S’il y a bien un endroit sur terre où l’on ne souhaiterait pas passer ses vacances, c’est en prison. Pensé comme un lieu de rééducation, on sait au moins depuis Foucault qu’il n’est autre qu’un monde de brutes que l’on surveille et où on punit, quitte à accessoirement « fabriquer des délinquants ». D’une littérature nourrie de geôles et de bagnards, la chronique carcérale est devenue un juteux véhicule à fantasmes cinématographiques. Steven Craig Zahler, réalisateur friand de hauts murs et d’ecchymoses, fait tout pour se retrouver en cabane, dans la « Section 99 » d’un pénitencier de Haute Sécurité, au fond d’un trou d’où la lumière ne sort jamais.
Dans la vie, faut pas s’en faire. Dit-on. Pour certains, c’est plus compliqué à admettre. La voie qui mène du vice à la vertu est pavée de tant d’embûches que sont nombreux les pauvres hères à rester sur le carreau. Un homme y croit pourtant. Il s’appelle Bradley Thomas, et malgré le crucifix qu’il a fait tatouer à l’arrière de son crâne chauve, on ne peut pas vraiment convenir qu’il a une tête d’enfant de chœur. On a connu Vince Vaughn plus avenant, notamment dans des comédies plus ou moins légères signées Shawn Levy, Todd Phillips ou Seth Gordon. On le sait aussi capable d’arborer une face plus ombrageuse, comme lorsqu’il fit siennes les psychoses de Norman Bates à l’occasion d’un remake signé Gus Van Sant.

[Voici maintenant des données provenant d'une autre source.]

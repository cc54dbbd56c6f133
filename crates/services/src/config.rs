use std::env;

use crate::sessions::FontSize;

const DEFAULT_HISTORY_LIST_LIMIT: u32 = 20;

/// Learner preferences applied to every session the services start.
#[derive(Debug, Clone, Copy, PartialEq, Eq)]
pub struct SessionConfig {
    /// Reveal correctness immediately after each selection.
    pub show_answer_after_each: bool,
    pub font_size: FontSize,
    pub history_list_limit: u32,
}

impl Default for SessionConfig {
    fn default() -> Self {
        Self {
            show_answer_after_each: false,
            font_size: FontSize::Medium,
            history_list_limit: DEFAULT_HISTORY_LIST_LIMIT,
        }
    }
}

impl SessionConfig {
    /// Reads `PRACTICE_SHOW_ANSWER_AFTER_EACH`, `PRACTICE_FONT_SIZE` and
    /// `PRACTICE_HISTORY_LIMIT`. Unset or unparsable values keep their defaults.
    #[must_use]
    pub fn from_env() -> Self {
        let mut config = Self::default();
        if let Ok(raw) = env::var("PRACTICE_SHOW_ANSWER_AFTER_EACH") {
            match parse_flag(&raw) {
                Some(flag) => config.show_answer_after_each = flag,
                None => tracing::warn!(value = %raw, "ignoring PRACTICE_SHOW_ANSWER_AFTER_EACH"),
            }
        }
        if let Ok(raw) = env::var("PRACTICE_FONT_SIZE") {
            match raw.parse() {
                Ok(size) => config.font_size = size,
                Err(err) => tracing::warn!(%err, "ignoring PRACTICE_FONT_SIZE"),
            }
        }
        if let Ok(raw) = env::var("PRACTICE_HISTORY_LIMIT") {
            match raw.trim().parse::<u32>() {
                Ok(limit) if limit > 0 => config.history_list_limit = limit,
                _ => tracing::warn!(value = %raw, "ignoring PRACTICE_HISTORY_LIMIT"),
            }
        }
        config
    }

    #[must_use]
    pub fn with_show_answer_after_each(mut self, show: bool) -> Self {
        self.show_answer_after_each = show;
        self
    }

    #[must_use]
    pub fn with_font_size(mut self, font_size: FontSize) -> Self {
        self.font_size = font_size;
        self
    }
}

fn parse_flag(raw: &str) -> Option<bool> {
    match raw.trim().to_ascii_lowercase().as_str() {
        "1" | "true" | "yes" | "on" => Some(true),
        "0" | "false" | "no" | "off" => Some(false),
        _ => None,
    }
}

#[cfg(test)]
mod tests {
    use super::*;

    #[test]
    fn defaults_hide_feedback_and_use_medium_font() {
        let config = SessionConfig::default();
        assert!(!config.show_answer_after_each);
        assert_eq!(config.font_size, FontSize::Medium);
        assert_eq!(config.history_list_limit, 20);
    }

    #[test]
    fn flag_parser_accepts_common_spellings() {
        assert_eq!(parse_flag("TRUE"), Some(true));
        assert_eq!(parse_flag(" on "), Some(true));
        assert_eq!(parse_flag("0"), Some(false));
        assert_eq!(parse_flag("maybe"), None);
    }
}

Entre les griffes du réalisateur de « Bone Tomahawk », il nous laisse profiter des deux versants de sa persona, faisant montre d’un engagement physique total. Il use de sa stature massive pour se faire respecter, sans pour autant négliger une sensibilité intérieure, une noblesse d’âme propre à ceux qui veulent rejoindre le troupeau. Dans l’esprit de Zahler, Bradley est un repenti de l’alcool et des commerces illégaux, un brave type qui n’aspire qu’à l’american way of life, celle d’un citoyen ordinaire qui chérit sa famille, fier de son drapeau et droit dans ses valeurs. Avec une économie de moyens savamment convertie à la sécheresse du récit, le réalisateur montre à quel point un tel projet de vie se construit à grand peine, un chemin de croix que gravit à ses côtés une épouse en déroute, comme sait si bien les interpréter Jennifer Carpenter (dont on n’oublie évidemment pas qu’elle fut pour Dexter une triste sœur).

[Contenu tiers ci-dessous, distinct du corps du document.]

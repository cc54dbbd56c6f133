use chrono::Utc;
use practice_core::model::{Question, TestId, TestKind, Topic};
use sqlx::Row;

use super::SqliteRepository;
use super::mapping::{conn, from_json, parse_kind, ser, test_id_to_i64, to_json};
use crate::bundle::TestBundle;
use crate::repository::{QuestionSource, StorageError};

impl SqliteRepository {
    /// Insert or replace the bundle stored for its test id.
    ///
    /// # Errors
    ///
    /// Returns `StorageError` if serialization or the write fails.
    pub async fn upsert_bundle(&self, bundle: &TestBundle) -> Result<(), StorageError> {
        sqlx::query(
            r"
                INSERT INTO test_bundles (test_id, kind, topic_json, questions_json, updated_at)
                VALUES (?1, ?2, ?3, ?4, ?5)
                ON CONFLICT(test_id) DO UPDATE SET
                    kind = excluded.kind,
                    topic_json = excluded.topic_json,
                    questions_json = excluded.questions_json,
                    updated_at = excluded.updated_at
            ",
        )
        .bind(test_id_to_i64(bundle.topic.test_id)?)
        .bind(bundle.kind.as_str())
        .bind(to_json(&bundle.topic)?)
        .bind(to_json(&bundle.questions)?)
        .bind(Utc::now())
        .execute(&self.pool)
        .await
        .map_err(conn)?;
        Ok(())
    }
}

#[async_trait::async_trait]
impl QuestionSource for SqliteRepository {
    async fn fetch_questions(
        &self,
        kind: TestKind,
        test_id: TestId,
    ) -> Result<Vec<Question>, StorageError> {
        let row = sqlx::query("SELECT kind, questions_json FROM test_bundles WHERE test_id = ?1")
            .bind(test_id_to_i64(test_id)?)
            .fetch_optional(&self.pool)
            .await
            .map_err(conn)?
            .ok_or(StorageError::NotFound)?;

        let stored_kind = parse_kind(&row.try_get::<String, _>("kind").map_err(ser)?)?;
        if stored_kind != kind {
            return Err(StorageError::NotFound);
        }
        from_json(&row.try_get::<String, _>("questions_json").map_err(ser)?)
    }

    async fn fetch_topic(&self, test_id: TestId) -> Result<Option<Topic>, StorageError> {
        let row = sqlx::query("SELECT topic_json FROM test_bundles WHERE test_id = ?1")
            .bind(test_id_to_i64(test_id)?)
            .fetch_optional(&self.pool)
            .await
            .map_err(conn)?;

        row.map(|row| from_json(&row.try_get::<String, _>("topic_json").map_err(ser)?))
            .transpose()
    }
}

Piégé dans l’étau d’un script qui doit finalement passer par la case prison, leur idéal bien vite s’évapore dans les vicissitudes du contexte socio-économique, comme dans les mirages de la solution criminelle qui, comme chacun sait, n’a qu’un temps. Intelligemment, en bon cuisinier qu’il fut lors d’une précédente carrière, Zahler ne grille aucune étape avant d’ouvrir les portes du pénitencier. Soucieux de traiter son personnage avec soin, il le laisse mijoter un bon tiers du film dans le chaudron social, avant de le désosser minutieusement derrière les barreaux. Mais l’animal a le cuir épais, il s’avère coriace et ne se laissera pas manger la cervelle aussi aisément.
La descente aux enfers débute une fois le verdict hâtivement prononcé par une trempée dans différents bains carcéraux. Rites humiliants et méthodes coercitives vont ainsi aller crescendo dans la brutalité, jusqu’à un paroxysme moyenâgeux, jusqu’à des pratiques d’un autre temps. Du frigo bleuté où l’on purge sa peine avec encore certains égards, on glissera (à la faveur d’un chantage abominable orchestré par un Udo Kier à la placidité ophidienne) vers l’orange is the new black, dans les culs de basse-fosse d’un donjon digne de « Shutter Island » tenu par un taulier implacable nommé Tuggs.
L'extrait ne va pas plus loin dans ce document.